What to Call Grandma When “Grandma” Just Won’t Do

By at 11:13 am

When my husband and I became parents, he became Abba and I became Mommy. This was true for all our friends except for the two couples who planned on moving to Israel and chose “Ima.” The rest of us agreed that “Ima” sounded like a screechy shriek.

Oh well. “Mommy” can too.

When my friends and I became grandparents, there were many more names from which to choose. “Bubbie,” “Bobba” and “Bobbie” were early favorites- mostly chosen by those who had (already dead) European grandmothers whom they had called by those names. Grandma sounded like an old lady but if you had had a beloved Grandma, (by then probably also dead), it had a good association.

My Grandma was still alive when I became a grandmother. So that name was hers. My Nana died when she was only a little older than I was at the time I achieved “grandmotherhood” so, although I loved her dearly, I had unhappy baggage with that name.

My own mother was Mama and although I really liked that, I thought she should just keep it. I was in no way a “Bubbie” or any derivative thereof. I didn’t knit, wear orthopedic shoes, have gray hair in a bun, bake or talk with an accent other than that of a native Noo Yawka.

My grandfather’s second wife who we all disliked wanted to be called Granny. She looked like the evil stepmother in Disney’s Cinderella.

“Grammy” had a nice Wasp-y ring to it but the movie “Annie Hall” kind of put a damper on that appellation for nice Jewish grandmothers.

What to do? What to be called? As I rocked my twin grandsons, the first grandchildren, I knew this was a momentous decision. My husband, who did not know his grandfathers, decided immediately on Zaidie. Zaidies usually go with Bubbies. Not us.

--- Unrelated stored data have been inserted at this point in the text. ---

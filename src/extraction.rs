use std::sync::Arc;
use std::time::Duration;

use tokio::time;

use crate::error::AppError;
use crate::model_client::{InlineImage, ModelClient};
use crate::utils::{clean_text, file_extension};

/// PDF暂不支持识别，直接返回提示
pub const PDF_ADVISORY: &str =
    "PDF extraction is being updated. Please upload images directly for better results.";

const EXTRACTION_PROMPT: &str = "Extract all text from this image.\n\
    Maintain original formatting, structure, and preserve text exactly as shown.";

/// 从上传的图片中识别文字
pub struct TextExtractor {
    client: Arc<dyn ModelClient>,
    /// 单次识别请求的超时时间
    timeout: Duration,
}

impl TextExtractor {
    pub fn new(client: Arc<dyn ModelClient>, timeout: Duration) -> Self {
        TextExtractor { client, timeout }
    }

    pub async fn extract_text(&self, filename: &str, data: Vec<u8>) -> Result<String, AppError> {
        let extension = file_extension(filename).unwrap_or_default();
        match extension.as_str() {
            "pdf" => {
                log::info!("收到PDF文件{}，返回提示信息", filename);
                Ok(PDF_ADVISORY.to_string())
            }
            "png" | "jpg" | "jpeg" => {
                let image = InlineImage {
                    mime_type: mime_guess::from_path(filename).first_or_octet_stream().essence_str().to_string(),
                    data,
                };
                let text = match time::timeout(self.timeout, self.client.generate(EXTRACTION_PROMPT, Some(&image))).await {
                    Ok(reply) => reply.map_err(|e| AppError::ExtractionFailed(e.to_string()))?,
                    Err(_) => {
                        log::error!("识别图片{}超时", filename);
                        return Err(AppError::ExtractionFailed(format!("model did not answer within {:?}", self.timeout)));
                    }
                };
                let text = clean_text(&text);
                if text.is_empty() {
                    return Err(AppError::ExtractionFailed("No text was extracted from the image".to_string()));
                }
                log::info!("从图片{}中识别出{}个字符", filename, text.len());
                Ok(text)
            }
            _ => Err(AppError::BadRequest("Invalid file type".to_string())),
        }
    }
}

#[cfg(test)]
mod tests {
    use async_trait::async_trait;

    use super::*;
    use crate::model_client::testing::ScriptedClient;
    use crate::model_client::InlineImage;

    const TIMEOUT: Duration = Duration::from_secs(5);

    /// 永远不回复的模型
    struct StalledClient;

    #[async_trait]
    impl ModelClient for StalledClient {
        async fn generate(&self, _prompt: &str, _image: Option<&InlineImage>) -> Result<String, AppError> {
            time::sleep(Duration::from_secs(3600)).await;
            Ok("too late".to_string())
        }
    }

    #[tokio::test]
    async fn pdf_returns_advisory_without_model_call() {
        let client = Arc::new(ScriptedClient::new(vec![]));
        let extractor = TextExtractor::new(client.clone(), TIMEOUT);
        assert_eq!(extractor.extract_text("essay.PDF", vec![1, 2]).await.unwrap(), PDF_ADVISORY);
        assert_eq!(client.calls(), 0);
    }

    #[tokio::test]
    async fn image_text_is_cleaned() {
        let client = Arc::new(ScriptedClient::new(vec![Ok("  Photosynthesis\n\n uses   light ".to_string())]));
        let extractor = TextExtractor::new(client.clone(), TIMEOUT);
        let text = extractor.extract_text("page1.jpg", vec![0xff, 0xd8]).await.unwrap();
        assert_eq!(text, "Photosynthesis uses light");
        assert_eq!(client.calls(), 1);
    }

    #[tokio::test]
    async fn blank_or_failed_extraction() {
        let client = Arc::new(ScriptedClient::new(vec![
            Ok(" \n\t ".to_string()),
            Err(AppError::Model("quota".to_string())),
        ]));
        let extractor = TextExtractor::new(client, TIMEOUT);
        assert!(matches!(
            extractor.extract_text("a.png", vec![]).await,
            Err(AppError::ExtractionFailed(_))
        ));
        assert!(matches!(
            extractor.extract_text("a.jpeg", vec![]).await,
            Err(AppError::ExtractionFailed(_))
        ));
    }

    #[tokio::test]
    async fn other_files_are_rejected() {
        let extractor = TextExtractor::new(Arc::new(ScriptedClient::new(vec![])), TIMEOUT);
        assert!(matches!(
            extractor.extract_text("notes.docx", vec![]).await,
            Err(AppError::BadRequest(_))
        ));
    }

    #[tokio::test]
    async fn stalled_model_times_out() {
        let extractor = TextExtractor::new(Arc::new(StalledClient), Duration::from_millis(50));
        let result = time::timeout(Duration::from_secs(5), extractor.extract_text("a.png", vec![1])).await;
        assert!(matches!(result, Ok(Err(AppError::ExtractionFailed(_)))));
    }
}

“Savta” has a nice soft sound. There are lots of young Savtas. The word had no connotations or baggage for me. I tried it. I’d say to the babies, Savta’s here, Savta loves you, Savta thinks you’re terrific! They said Savta by the age of 14 months. By then, I felt like a Savta.

Last week, the twins, now almost 7 were talking about our “savta sandwich.” Jack said that they are the bread and I am the deli! They were teasing me that Savta sounds like “soft-ta.” They laughed and said they liked that. When we cuddle, even though I’m actually a little bony, they like snuggling up to their “Soft-ta.”

I like it too. I’m sure I’m smiling as, cuddled together, we all drift off to sleep.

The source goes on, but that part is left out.